-- TASK TO COMPLETE --
Output the data exactly, with every line intact.

* * *

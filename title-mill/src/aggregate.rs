use std::ops::RangeInclusive;

use rayon::iter::{IntoParallelIterator, ParallelIterator};
use rayon::{ThreadPool, ThreadPoolBuilder};
use smartstring::alias::String;
use tracing::warn;

use crate::{HashMap, Result, Slot, Tagger, TitleSource, Word};

/// Fetches and tags a range of posts on a bounded worker pool
pub struct Aggregator<S, T> {
    source: S,
    tagger: T,
    pool: ThreadPool,
}

impl<S: TitleSource, T: Tagger> Aggregator<S, T> {
    /// Create an `Aggregator` running at most `concurrency` fetches at a time
    pub fn new(source: S, tagger: T, concurrency: usize) -> Result<Self> {
        let pool = ThreadPoolBuilder::new()
            .num_threads(concurrency.max(1))
            .thread_name(|i| format!("title-mill-{}", i))
            .build()?;
        Ok(Self {
            source,
            tagger,
            pool,
        })
    }

    /// Fetch, tag and merge every post in `ids`
    ///
    /// Returns only once every post has either been collected or recorded as failed.
    pub fn run(&self, ids: RangeInclusive<u64>) -> Harvest {
        let mut harvest = self.pool.install(|| {
            ids.into_par_iter()
                .map(|id| (id, self.collect(id)))
                .fold(Harvest::default, |mut harvest, (id, result)| {
                    harvest.insert(id, result);
                    harvest
                })
                .reduce(Harvest::default, Harvest::merge)
        });

        harvest.failed.sort_unstable();
        harvest
    }

    fn collect(&self, id: u64) -> Result<Vec<Word>> {
        let title = self.source.title(id)?;
        Ok(self.tagger.tag(&title))
    }

    pub fn source(&self) -> &S {
        &self.source
    }
}

/// Merged output of one aggregation run
#[derive(Debug, Default)]
pub struct Harvest {
    /// Word index keyed by surface form; the last write for a surface wins
    pub words: HashMap<String, Word>,
    /// Ordered slots observed in each successfully collected post
    pub patterns: HashMap<u64, Vec<Slot>>,
    /// Posts that could not be collected, in ascending order
    pub failed: Vec<u64>,
}

impl Harvest {
    fn insert(&mut self, id: u64, result: Result<Vec<Word>>) {
        let words = match result {
            Ok(words) => words,
            Err(error) => {
                warn!(id, %error, "failed to collect post");
                self.failed.push(id);
                return;
            }
        };

        let slots = words.iter().map(|word| word.slot.clone()).collect();
        for word in words {
            self.words.insert(word.surface.clone(), word);
        }
        self.patterns.insert(id, slots);
    }

    fn merge(mut self, other: Self) -> Self {
        self.words.extend(other.words);
        self.patterns.extend(other.patterns);
        self.failed.extend(other.failed);
        self
    }

    /// Number of posts that were collected successfully
    pub fn collected(&self) -> usize {
        self.patterns.len()
    }
}

#[cfg(test)]
mod tests {
    use super::*;
    use crate::test_cases::{FixtureSource, FixtureTagger};
    use crate::Error;

    #[test]
    fn merges_posts() {
        let source = FixtureSource::new([(1, "sun rises"), (2, "moon sets"), (3, "")]);
        let aggregator = Aggregator::new(source, FixtureTagger::default(), 4).unwrap();
        let harvest = aggregator.run(1..=3);

        assert_eq!(harvest.collected(), 3);
        assert!(harvest.failed.is_empty());
        assert_eq!(harvest.words.len(), 4);
        assert_eq!(harvest.patterns[&1], harvest.patterns[&2]);
        assert!(harvest.patterns[&3].is_empty());
        assert_eq!(aggregator.source().fetches(), 3);
    }

    #[test]
    fn keeps_slot_order() {
        let source = FixtureSource::new([(7, "rises sun")]);
        let aggregator = Aggregator::new(source, FixtureTagger::default(), 1).unwrap();
        let harvest = aggregator.run(7..=7);
        assert_eq!(
            harvest.patterns[&7],
            vec![Slot::new("verb", "plain"), Slot::new("noun", "common")]
        );
    }

    #[test]
    fn failures_are_recorded() {
        let source = FixtureSource::new([(1, "sun rises"), (3, "moon sets")]);
        let aggregator = Aggregator::new(source, FixtureTagger::default(), 2).unwrap();
        let harvest = aggregator.run(1..=4);

        assert_eq!(harvest.failed, vec![2, 4]);
        assert_eq!(harvest.collected(), 2);
        assert!(!harvest.patterns.contains_key(&2));
    }

    #[test]
    fn zero_concurrency_still_runs() {
        let source = FixtureSource::new([(1, "sun")]);
        let aggregator = Aggregator::new(source, FixtureTagger::default(), 0).unwrap();
        assert_eq!(aggregator.run(1..=1).collected(), 1);
    }

    #[test]
    fn insert_failure() {
        let mut harvest = Harvest::default();
        harvest.insert(9, Err(Error::Unavailable(9)));
        assert_eq!(harvest.failed, vec![9]);
        assert!(harvest.words.is_empty());
    }
}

* * *

-- RESPONSE TO THE TASK --
filename title-mill/src/aggregate.rs
use std::ops::RangeInclusive;

use rayon::iter::{IntoParallelIterator, ParallelIterator};
use rayon::{ThreadPool, ThreadPoolBuilder};
use smartstring::alias::String;
use tracing::warn;

use crate::{HashMap, Result, Slot, Tagger, TitleSource, Word};

/// Fetches and tags a range of posts on a bounded worker pool
pub struct Aggregator<S, T> {
    source: S,
    tagger: T,
    pool: ThreadPool,
}

impl<S: TitleSource, T: Tagger> Aggregator<S, T> {
    /// Create an `Aggregator` running at most `concurrency` fetches at a time
    pub fn new(source: S, tagger: T, concurrency: usize) -> Result<Self> {
        let pool = ThreadPoolBuilder::new()
            .num_threads(concurrency.max(1))
            .thread_name(|i| format!("title-mill-{}", i))
            .build()?;
        Ok(Self {
            source,
            tagger,
            pool,
        })
    }

    /// Fetch, tag and merge every post in `ids`
    ///
    /// Returns only once every post has either been collected or recorded as failed.
    pub fn run(&self, ids: RangeInclusive<u64>) -> Harvest {
        let mut harvest = self.pool.install(|| {
            ids.into_par_iter()
                .map(|id| (id, self.collect(id)))
                .fold(Harvest::default, |mut harvest, (id, result)| {
                    harvest.insert(id, result);
                    harvest
                })
                .reduce(Harvest::default, Harvest::merge)
        });

        harvest.failed.sort_unstable();
        harvest
    }

    fn collect(&self, id: u64) -> Result<Vec<Word>> {
        let title = self.source.title(id)?;
        Ok(self.tagger.tag(&title))
    }

    pub fn source(&self) -> &S {
        &self.source
    }
}

/// Merged output of one aggregation run
#[derive(Debug, Default)]
pub struct Harvest {
    /// Word index keyed by surface form; the last write for a surface wins
    pub words: HashMap<String, Word>,
    /// Ordered slots observed in each successfully collected post
    pub patterns: HashMap<u64, Vec<Slot>>,
    /// Posts that could not be collected, in ascending order
    pub failed: Vec<u64>,
}

impl Harvest {
    fn insert(&mut self, id: u64, result: Result<Vec<Word>>) {
        let words = match result {
            Ok(words) => words,
            Err(error) => {
                warn!(id, %error, "failed to collect post");
                self.failed.push(id);
                return;
            }
        };

        let slots = words.iter().map(|word| word.slot.clone()).collect();
        for word in words {
            self.words.insert(word.surface.clone(), word);
        }
        self.patterns.insert(id, slots);
    }

    fn merge(mut self, other: Self) -> Self {
        self.words.extend(other.words);
        self.patterns.extend(other.patterns);
        self.failed.extend(other.failed);
        self
    }

    /// Number of posts that were collected successfully
    pub fn collected(&self) -> usize {
        self.patterns.len()
    }
}

#[cfg(test)]
mod tests {
    use super::*;
    use crate::test_cases::{FixtureSource, FixtureTagger};
    use crate::Error;

    #[test]
    fn merges_posts() {
        let source = FixtureSource::new([(1, "sun rises"), (2, "moon sets"), (3, "")]);
        let aggregator = Aggregator::new(source, FixtureTagger::default(), 4).unwrap();
        let harvest = aggregator.run(1..=3);

        assert_eq!(harvest.collected(), 3);
        assert!(harvest.failed.is_empty());
        assert_eq!(harvest.words.len(), 4);
        assert_eq!(harvest.patterns[&1], harvest.patterns[&2]);
        assert!(harvest.patterns[&3].is_empty());
        assert_eq!(aggregator.source().fetches(), 3);
    }

    #[test]
    fn keeps_slot_order() {
        let source = FixtureSource::new([(7, "rises sun")]);
        let aggregator = Aggregator::new(source, FixtureTagger::default(), 1).unwrap();
        let harvest = aggregator.run(7..=7);
        assert_eq!(
            harvest.patterns[&7],
            vec![Slot::new("verb", "plain"), Slot::new("noun", "common")]
        );
    }

    #[test]
    fn failures_are_recorded() {
        let source = FixtureSource::new([(1, "sun rises"), (3, "moon sets")]);
        let aggregator = Aggregator::new(source, FixtureTagger::default(), 2).unwrap();
        let harvest = aggregator.run(1..=4);

        assert_eq!(harvest.failed, vec![2, 4]);
        assert_eq!(harvest.collected(), 2);
        assert!(!harvest.patterns.contains_key(&2));
    }

    #[test]
    fn zero_concurrency_still_runs() {
        let source = FixtureSource::new([(1, "sun")]);
        let aggregator = Aggregator::new(source, FixtureTagger::default(), 0).unwrap();
        assert_eq!(aggregator.run(1..=1).collected(), 1);
    }

    #[test]
    fn insert_failure() {
        let mut harvest = Harvest::default();
        harvest.insert(9, Err(Error::Unavailable(9)));
        assert_eq!(harvest.failed, vec![9]);
        assert!(harvest.words.is_empty());
    }
}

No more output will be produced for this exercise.